Between You & Me: Confessions of a Comma Queen

First, let us praise the impulse behind all these slips—the salesman and the emotionally damaged son (or the scriptwriter) and the movie star are all humbling themselves by putting another person first. Then let us gently point out that if they were not so fucking polite, if they occasionally put themselves first, they would know they had it wrong. No one would begin a confidence with “Between I and you,” or complain because someone was “lumping I and you together,” or thank a friend “for getting I and Sally together.” Even Ralph Kramden would probably not say, “We have already reserved that alley for I and Teddy,” although it sounds very grand.
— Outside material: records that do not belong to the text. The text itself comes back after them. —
#[tokio::test]
async fn test_create_conflict_is_false() {
    let transport = ScriptedTransport::new([StoreResponse::new(409, r#"{"error":"conflict"}"#)]);
    let client = CouchClient::new(config(), transport.clone());

    assert!(!client.create("doc1", "{}").await.unwrap());
    assert_eq!(transport.calls(), vec![(Method::Put, format!("{}/doc1", BASE))]);
}

#[tokio::test]
async fn test_write_status_boundary() {
    let transport = ScriptedTransport::new([
        StoreResponse::new(299, ""),
        StoreResponse::new(300, ""),
        StoreResponse::new(299, ""),
        StoreResponse::new(300, ""),
    ]);
    let client = CouchClient::new(config(), transport);

    assert!(client.create("a", "{}").await.unwrap());
    assert!(!client.create("b", "{}").await.unwrap());
    assert!(client.update("a", "{}", Some("1-x")).await.unwrap());
    assert!(!client.update("b", "{}", Some("1-x")).await.unwrap());
}

#[tokio::test]
async fn test_update_with_revision_skips_lookup() {
    let transport = ScriptedTransport::new([StoreResponse::new(201, "")]);
    let client = CouchClient::new(config(), transport.clone());

    assert!(client.update("x", r#"{"a":2}"#, Some("1-abc")).await.unwrap());
    assert_eq!(transport.calls(), vec![(Method::Put, format!("{}/x?rev=1-abc", BASE))]);
}

#[tokio::test]
async fn test_update_resolves_revision() {
    let transport = ScriptedTransport::new([
        StoreResponse::new(200, r#"{"_id":"x","_rev":"2-def","a":1}"#),
        StoreResponse::new(201, ""),
    ]);
    let client = CouchClient::new(config(), transport.clone());

    assert!(client.update("x", r#"{"a":2}"#, None).await.unwrap());
    assert_eq!(
        transport.calls(),
        vec![
            (Method::Get, format!("{}/x", BASE)),
            (Method::Put, format!("{}/x?rev=2-def", BASE)),
        ]
    );
}

#[tokio::test]
async fn test_update_unresolved_revision_sends_null() {
    let transport = ScriptedTransport::new([
        StoreResponse::new(404, r#"{"error":"not_found"}"#),
        StoreResponse::new(400, r#"{"error":"bad_request"}"#),
    ]);
    let client = CouchClient::new(config(), transport.clone());

    assert!(!client.update("x", "{}", None).await.unwrap());
    assert_eq!(transport.calls()[1], (Method::Put, format!("{}/x?rev=null", BASE)));
}

#[tokio::test]
async fn test_update_failure_logs_body_once() {
    let (logs, _guard) = capture_errors();
    let transport = ScriptedTransport::new([
        StoreResponse::new(409, r#"{"error":"conflict","reason":"Document update conflict."}"#),
        StoreResponse::new(201, ""),
    ]);
    let client = CouchClient::new(config(), transport);

    assert!(!client.update("x", "{}", Some("1-stale")).await.unwrap());
    assert!(client.update("x", "{}", Some("2-fresh")).await.unwrap());

    let text = logs.text();
    assert_eq!(text.matches("ERROR").count(), 1);
    assert!(text.contains("Document update conflict."));
}

#[tokio::test]
async fn test_other_failures_do_not_log() {
    let (logs, _guard) = capture_errors();
    let transport = ScriptedTransport::new([
        StoreResponse::new(409, "create-conflict"),
        StoreResponse::new(404, "read-missing"),
        StoreResponse::new(409, "delete-conflict"),
    ]);
    let client = CouchClient::new(config(), transport);

    assert!(!client.create("x", "{}").await.unwrap());
    assert!(client.read("x").await.unwrap().is_empty());
    assert!(!client.delete("x", Some("1-a")).await.unwrap());
    assert!(logs.text().is_empty());
}

#[tokio::test]
async fn test_read_non_ok_is_empty() {
    let transport = ScriptedTransport::new([
        StoreResponse::new(404, r#"{"error":"not_found"}"#),
        StoreResponse::new(401, r#"{"error":"unauthorized"}"#),
        StoreResponse::new(500, "oops"),
    ]);
    let client = CouchClient::new(config(), transport);

    for _ in 0..3 {
        assert!(client.read("x").await.unwrap().is_empty());
    }
}

#[tokio::test]
async fn test_read_ok_non_json_is_error() {
    let transport = ScriptedTransport::new([StoreResponse::new(200, "<html>")]);
    let client = CouchClient::new(config(), transport);

    assert!(matches!(client.read("x").await, Err(StoreError::Json(_))));
}

#[tokio::test]
async fn test_delete_with_revision_skips_lookup() {
    let transport = ScriptedTransport::new([StoreResponse::new(200, r#"{"ok":true}"#)]);
    let client = CouchClient::new(config(), transport.clone());

    assert!(client.delete("x", Some("3-ghi")).await.unwrap());
    assert_eq!(transport.calls(), vec![(Method::Delete, format!("{}/x?rev=3-ghi", BASE))]);
}

#[tokio::test]
async fn test_delete_unresolved_revision_sends_null() {
    let transport = ScriptedTransport::new([
        StoreResponse::new(404, ""),
        StoreResponse::new(400, ""),
    ]);
    let client = CouchClient::new(config(), transport.clone());

    assert!(!client.delete("x", None).await.unwrap());
    assert_eq!(
        transport.calls(),
        vec![
            (Method::Get, format!("{}/x", BASE)),
            (Method::Delete, format!("{}/x?rev=null", BASE)),
        ]
    );
}

#[tokio::test]
async fn test_lookup_without_rev_field_sends_null() {
    let transport = ScriptedTransport::new([
        StoreResponse::new(200, r#"{"_id":"x"}"#),
        StoreResponse::new(400, ""),
    ]);
    let client = CouchClient::new(config(), transport.clone());

    assert!(!client.delete("x", None).await.unwrap());
    assert_eq!(transport.calls()[1].1, format!("{}/x?rev=null", BASE));
}

#[tokio::test]
async fn test_delete_uses_ok_threshold() {
    // 1xx passes the write threshold but delete needs 2xx
    let transport = ScriptedTransport::new([StoreResponse::new(102, "")]);
    let client = CouchClient::new(config(), transport);

    assert!(!client.delete("x", Some("1-a")).await.unwrap());
}

#[tokio::test]
async fn test_transport_error_propagates() {
    let client = CouchClient::new(config(), ScriptedTransport::failing());
    let err = client.create_database().await.unwrap_err();
    assert!(matches!(err, StoreError::Transport(_)));

    let client = CouchClient::new(config(), ScriptedTransport::failing());
    assert!(client.update("x", "{}", None).await.is_err());
}

#[tokio::test]
async fn test_create_then_read_round_trip() {
    let couch = Arc::new(MemoryCouch::default());
    let client = CouchClient::new(config(), couch.clone());

    assert!(client.create_database().await.unwrap());
    assert!(client.create("doc1", r#"{"a":1,"tags":["x","y"]}"#).await.unwrap());

    let doc = client.read("doc1").await.unwrap();
    assert_eq!(doc["a"], json!(1));
    assert_eq!(doc["tags"], json!(["x", "y"]));
    assert!(doc["_rev"].as_str().unwrap().starts_with("1-"));
}

#[tokio::test]
async fn test_stale_revision_rejected() {
    let couch = Arc::new(MemoryCouch::default());
    let client = CouchClient::new(config(), couch);

    client.create_database().await.unwrap();
    client.create("doc1", r#"{"a":1}"#).await.unwrap();
    let first = client.read("doc1").await.unwrap()["_rev"].as_str().unwrap().to_owned();

    assert!(client.update("doc1", r#"{"a":2}"#, Some(first.as_str())).await.unwrap());
    assert!(!client.update("doc1", r#"{"a":3}"#, Some(first.as_str())).await.unwrap());
    assert!(!client.delete("doc1", Some(first.as_str())).await.unwrap());
    assert_eq!(client.read("doc1").await.unwrap()["a"], json!(2));
}

#[tokio::test]
async fn test_full_document_lifecycle() {
    let couch = Arc::new(MemoryCouch::default());
    let client = CouchClient::new(config(), couch.clone());

    assert!(client.create_database().await.unwrap());
    assert_eq!(
        couch.calls(),
        vec![(Method::Get, BASE.to_string()), (Method::Put, BASE.to_string())]
    );

    assert!(client.create("doc1", r#"{"a":1}"#).await.unwrap());
    let doc = client.read("doc1").await.unwrap();
    assert_eq!(doc["a"], json!(1));
    let rev = doc["_rev"].as_str().unwrap().to_owned();

    let before = couch.calls().len();
    assert!(client.update("doc1", r#"{"a":2}"#, None).await.unwrap());
    assert_eq!(
        couch.calls()[before..],
        [
            (Method::Get, format!("{}/doc1", BASE)),
            (Method::Put, format!("{}/doc1?rev={}", BASE, rev)),
        ]
    );
    assert_eq!(client.read("doc1").await.unwrap()["a"], json!(2));

    let before = couch.calls().len();
    assert!(client.delete("doc1", None).await.unwrap());
    let calls = couch.calls();
    assert_eq!(calls[before].0, Method::Get);
    assert_eq!(calls[before + 1].0, Method::Delete);
    assert!(calls[before + 1].1.contains("?rev=2-"));

    assert!(client.read("doc1").await.unwrap().is_empty());
    assert!(!client.delete("doc1", None).await.unwrap());
}

#[tokio::test]
async fn test_set_database_redirects_operations() {
    let couch = Arc::new(MemoryCouch::default());
    let mut client = CouchClient::new(config(), couch.clone());

    client.create_database().await.unwrap();
    client.create("doc1", r#"{"a":1}"#).await.unwrap();

    client.set_database("other");
    assert!(client.read("doc1").await.unwrap().is_empty());
    assert!(client.create_database().await.unwrap());
    assert!(client.create("doc1", r#"{"b":1}"#).await.unwrap());

    client.set_database("test");
    assert_eq!(client.read("doc1").await.unwrap()["a"], json!(1));
}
But if you go ahead and put yourself first, using “me” instead of “I,” you can hear that “me” is right—“between me and you,” “lumping me and you together,” “getting me and Sally together”—and if you still think it’s impolite and your mother or first-grade teacher would disapprove, move “me” to the other end and you have good grammar and etiquette, too: “Between you and me,” “lumping you and me together,” thanks “for getting Sally and me together.” In the case of Ralph Kramden, the immortal bus driver of Bensonhurst, “reserving an alley for Teddy and I” is fine, because Jackie Gleason was a comedian, and the more ridiculous he makes his character sound, the better. It’s funnier with the mistake, and also revealing of Ralph’s wounded pride and his need to feel superior, to show that he is more refined than Norton. It also exposes his ignorance to us, the viewers, and makes us feel superior. It’s a pratfall in dialogue form.

 

It comes up at home and at work (where it shouldn’t), on real vacations and on busman’s holidays. A couple I’ll call Penny and Jeter come out to my bungalow in Rockaway and proceed to devour the cherries I’ve put out in a bowl on the table. Jeter says, “Don’t put a bowl of cherries in front of Penny and I.” I am happy that I bought something they like—I like cherries, too—and I’m not about to snatch the cherries away unless Jeter learns to say “in front of Penny and me.” In fact I find his uxoriousness charming—he is showing great sensitivity to his wife. But I do register unease at his locution, and I might think twice about buying cherries the next time.

 

Someone at work sends an e-mail to the whole editorial staff that says, “If you have a copy of Tom Vanderbilt’s Traffic, please contact Vicky or I.” “Vicky or me!” I mutter at my computer. “You should know better! You would never say, ‘Please contact I.’ ” I don’t actually say anything to the offender, but I’m not lending him my copy of Traffic, either. To my surprise, one of his underlings shoots back a reply-all e-mail, correcting her boss: “Vicky or me.” I wonder if she will get promoted or overlooked the next time there’s an opening for assistant boss. My friend Lucette, one of a pair of lovely confident literary sisters for whom I have the utmost respect, has spoken deferentially all her life of her and her sister as “Kate and I.” They are the most loyal, supportive sisters ever. When Lucette transposes “Kate and I” into prepositional phrases, saying things like “He sent flowers to Kate and I,” some lining between my skin and my inner organs begins to shrink. Just once, I murmured “Kate and me”—she is, after all, the chairman of the English department at a world-class university, and I wouldn’t want her to be embarrassed—and she responded, “Dialogue!” It’s true that all these examples are from speech or e-mail—nobody was videotaping our conversation or chiseling it in stone. Furthermore, the linguists are on her side. They say that “Kate and I,” “Vicky and I,” “Penny and I” are units, and people tend to keep them invariable, even when their function in the sentence dictates that they be changed to “Kate and me,” “Vicky and me,” “Penny and me.” They treat these compounds as if there were quotation marks around them, like “The King and I.” I loved The King and I, especially Yul Brynner and Deborah Kerr doing “Shall We Dance” (though, between you and me, I could do without “Getting to Know You”).

 

My friend Diane started a Facebook conversation after her son said to her, “That’s what they did for Nolan and I.” “Nolan and ME,” she said. Her son, she wrote, argued that “the language has evolved, and today many people would think ‘Nolan and me’ was actually wrong.” Then he added the sinker, as in sinker of hearts in the chests of the parental units: “Besides, who cares?”

 

There was a chorus of “me”s (they were her Facebook friends, after all), but a handful of responders agreed with her son that language evolves and suggested that “you and me” may be going the way of “I and thou.” Diane gave a further example: “Last summer, I was looking for my sunglasses, and said, about a pair Jamie was holding, ‘Are those they?’ He answered, ‘No, those are not they,’ and then burst out laughing.”